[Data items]

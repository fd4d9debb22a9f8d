//! Duplicate detection over outbounds and tags.

use std::collections::HashMap;

use crate::layout::resolve_endpoint;
use crate::model::{Document, OutboundRecord};

/// Lowercase `protocol_address:port_credential` key for an outbound.
///
/// `None` when the protocol is unknown or the address/port cannot be resolved;
/// callers must treat that as "comparison skipped", never as a match.
pub fn identity_key_of(record: &OutboundRecord) -> Option<String> {
    let protocol = record.protocol_kind()?;
    let ep = resolve_endpoint(protocol, &record.settings);
    let address = ep.address.as_deref()?;
    let port = ep.port.as_ref()?.as_text();
    let port = port.trim();
    if port.is_empty() {
        return None;
    }
    let credential = ep.credential.as_deref().unwrap_or("");
    Some(format!("{}_{}:{}_{}", protocol.as_str(), address, port, credential).to_lowercase())
}

/// First record in `all` with the same identity as `candidate`, skipping
/// `exclude_index` (the candidate's own slot while it is being edited).
///
/// Returns the matched record's tag, or `Outbound #N` (1-based) when it has none.
pub fn find_duplicate_outbound(
    candidate: &OutboundRecord,
    all: &[OutboundRecord],
    exclude_index: Option<usize>,
) -> Option<String> {
    let key = identity_key_of(candidate)?;
    all.iter()
        .enumerate()
        .filter(|(i, _)| Some(*i) != exclude_index)
        .find(|(_, other)| identity_key_of(other).as_deref() == Some(key.as_str()))
        .map(|(i, other)| {
            if other.tag.trim().is_empty() {
                format!("Outbound #{}", i + 1)
            } else {
                other.tag.clone()
            }
        })
}

fn duplicates_ci<'a>(tags: impl Iterator<Item = &'a str>) -> Vec<String> {
    // lowercase -> (first spelling, count)
    let mut seen: HashMap<String, (usize, &'a str, usize)> = HashMap::new();
    for (order, tag) in tags.filter(|t| !t.trim().is_empty()).enumerate() {
        seen.entry(tag.to_lowercase())
            .and_modify(|e| e.2 += 1)
            .or_insert((order, tag, 1));
    }
    let mut dups: Vec<(usize, &str)> = seen
        .into_values()
        .filter(|(_, _, n)| *n > 1)
        .map(|(order, tag, _)| (order, tag))
        .collect();
    dups.sort_unstable_by_key(|(order, _)| *order);
    dups.into_iter().map(|(_, t)| t.to_string()).collect()
}

/// Tags shared (case-insensitively) by more than one inbound/outbound.
///
/// Each duplicate is reported once, spelled as its first occurrence, in
/// document order (inbounds before outbounds). Empty tags are ignored.
pub fn find_duplicate_tags(doc: &Document) -> Vec<String> {
    let inbound = doc.inbounds.iter().map(|r| r.tag.as_str());
    let outbound = doc.outbounds.iter().map(|r| r.tag.as_str());
    duplicates_ci(inbound.chain(outbound))
}

/// Balancer tags shared (case-insensitively) by more than one balancer.
pub fn find_duplicate_balancer_tags(doc: &Document) -> Vec<String> {
    duplicates_ci(doc.balancers().iter().map(|b| b.tag.as_str()))
}

/// Outbound tags a balancer's selector picks up.
pub fn balancer_members<'a>(
    balancer: &crate::model::Balancer,
    outbounds: &'a [OutboundRecord],
) -> Vec<&'a str> {
    outbounds
        .iter()
        .map(|o| o.tag.as_str())
        .filter(|t| balancer.selects(t))
        .collect()
}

▶ [YOUR TASK] Reproduce the data. Keep it exact.

▶ [WRITTEN SOLUTION]
repository fd4d9debb22a9f8d
//! Duplicate detection over outbounds and tags.

use std::collections::HashMap;

use crate::layout::resolve_endpoint;
use crate::model::{Document, OutboundRecord};

/// Lowercase `protocol_address:port_credential` key for an outbound.
///
/// `None` when the protocol is unknown or the address/port cannot be resolved;
/// callers must treat that as "comparison skipped", never as a match.
pub fn identity_key_of(record: &OutboundRecord) -> Option<String> {
    let protocol = record.protocol_kind()?;
    let ep = resolve_endpoint(protocol, &record.settings);
    let address = ep.address.as_deref()?;
    let port = ep.port.as_ref()?.as_text();
    let port = port.trim();
    if port.is_empty() {
        return None;
    }
    let credential = ep.credential.as_deref().unwrap_or("");
    Some(format!("{}_{}:{}_{}", protocol.as_str(), address, port, credential).to_lowercase())
}

/// First record in `all` with the same identity as `candidate`, skipping
/// `exclude_index` (the candidate's own slot while it is being edited).
///
/// Returns the matched record's tag, or `Outbound #N` (1-based) when it has none.
pub fn find_duplicate_outbound(
    candidate: &OutboundRecord,
    all: &[OutboundRecord],
    exclude_index: Option<usize>,
) -> Option<String> {
    let key = identity_key_of(candidate)?;
    all.iter()
        .enumerate()
        .filter(|(i, _)| Some(*i) != exclude_index)
        .find(|(_, other)| identity_key_of(other).as_deref() == Some(key.as_str()))
        .map(|(i, other)| {
            if other.tag.trim().is_empty() {
                format!("Outbound #{}", i + 1)
            } else {
                other.tag.clone()
            }
        })
}

fn duplicates_ci<'a>(tags: impl Iterator<Item = &'a str>) -> Vec<String> {
    // lowercase -> (first spelling, count)
    let mut seen: HashMap<String, (usize, &'a str, usize)> = HashMap::new();
    for (order, tag) in tags.filter(|t| !t.trim().is_empty()).enumerate() {
        seen.entry(tag.to_lowercase())
            .and_modify(|e| e.2 += 1)
            .or_insert((order, tag, 1));
    }
    let mut dups: Vec<(usize, &str)> = seen
        .into_values()
        .filter(|(_, _, n)| *n > 1)
        .map(|(order, tag, _)| (order, tag))
        .collect();
    dups.sort_unstable_by_key(|(order, _)| *order);
    dups.into_iter().map(|(_, t)| t.to_string()).collect()
}

/// Tags shared (case-insensitively) by more than one inbound/outbound.
///
/// Each duplicate is reported once, spelled as its first occurrence, in
/// document order (inbounds before outbounds). Empty tags are ignored.
pub fn find_duplicate_tags(doc: &Document) -> Vec<String> {
    let inbound = doc.inbounds.iter().map(|r| r.tag.as_str());
    let outbound = doc.outbounds.iter().map(|r| r.tag.as_str());
    duplicates_ci(inbound.chain(outbound))
}

/// Balancer tags shared (case-insensitively) by more than one balancer.
pub fn find_duplicate_balancer_tags(doc: &Document) -> Vec<String> {
    duplicates_ci(doc.balancers().iter().map(|b| b.tag.as_str()))
}

/// Outbound tags a balancer's selector picks up.
pub fn balancer_members<'a>(
    balancer: &crate::model::Balancer,
    outbounds: &'a [OutboundRecord],
) -> Vec<&'a str> {
    outbounds
        .iter()
        .map(|o| o.tag.as_str())
        .filter(|t| balancer.selects(t))
        .collect()
}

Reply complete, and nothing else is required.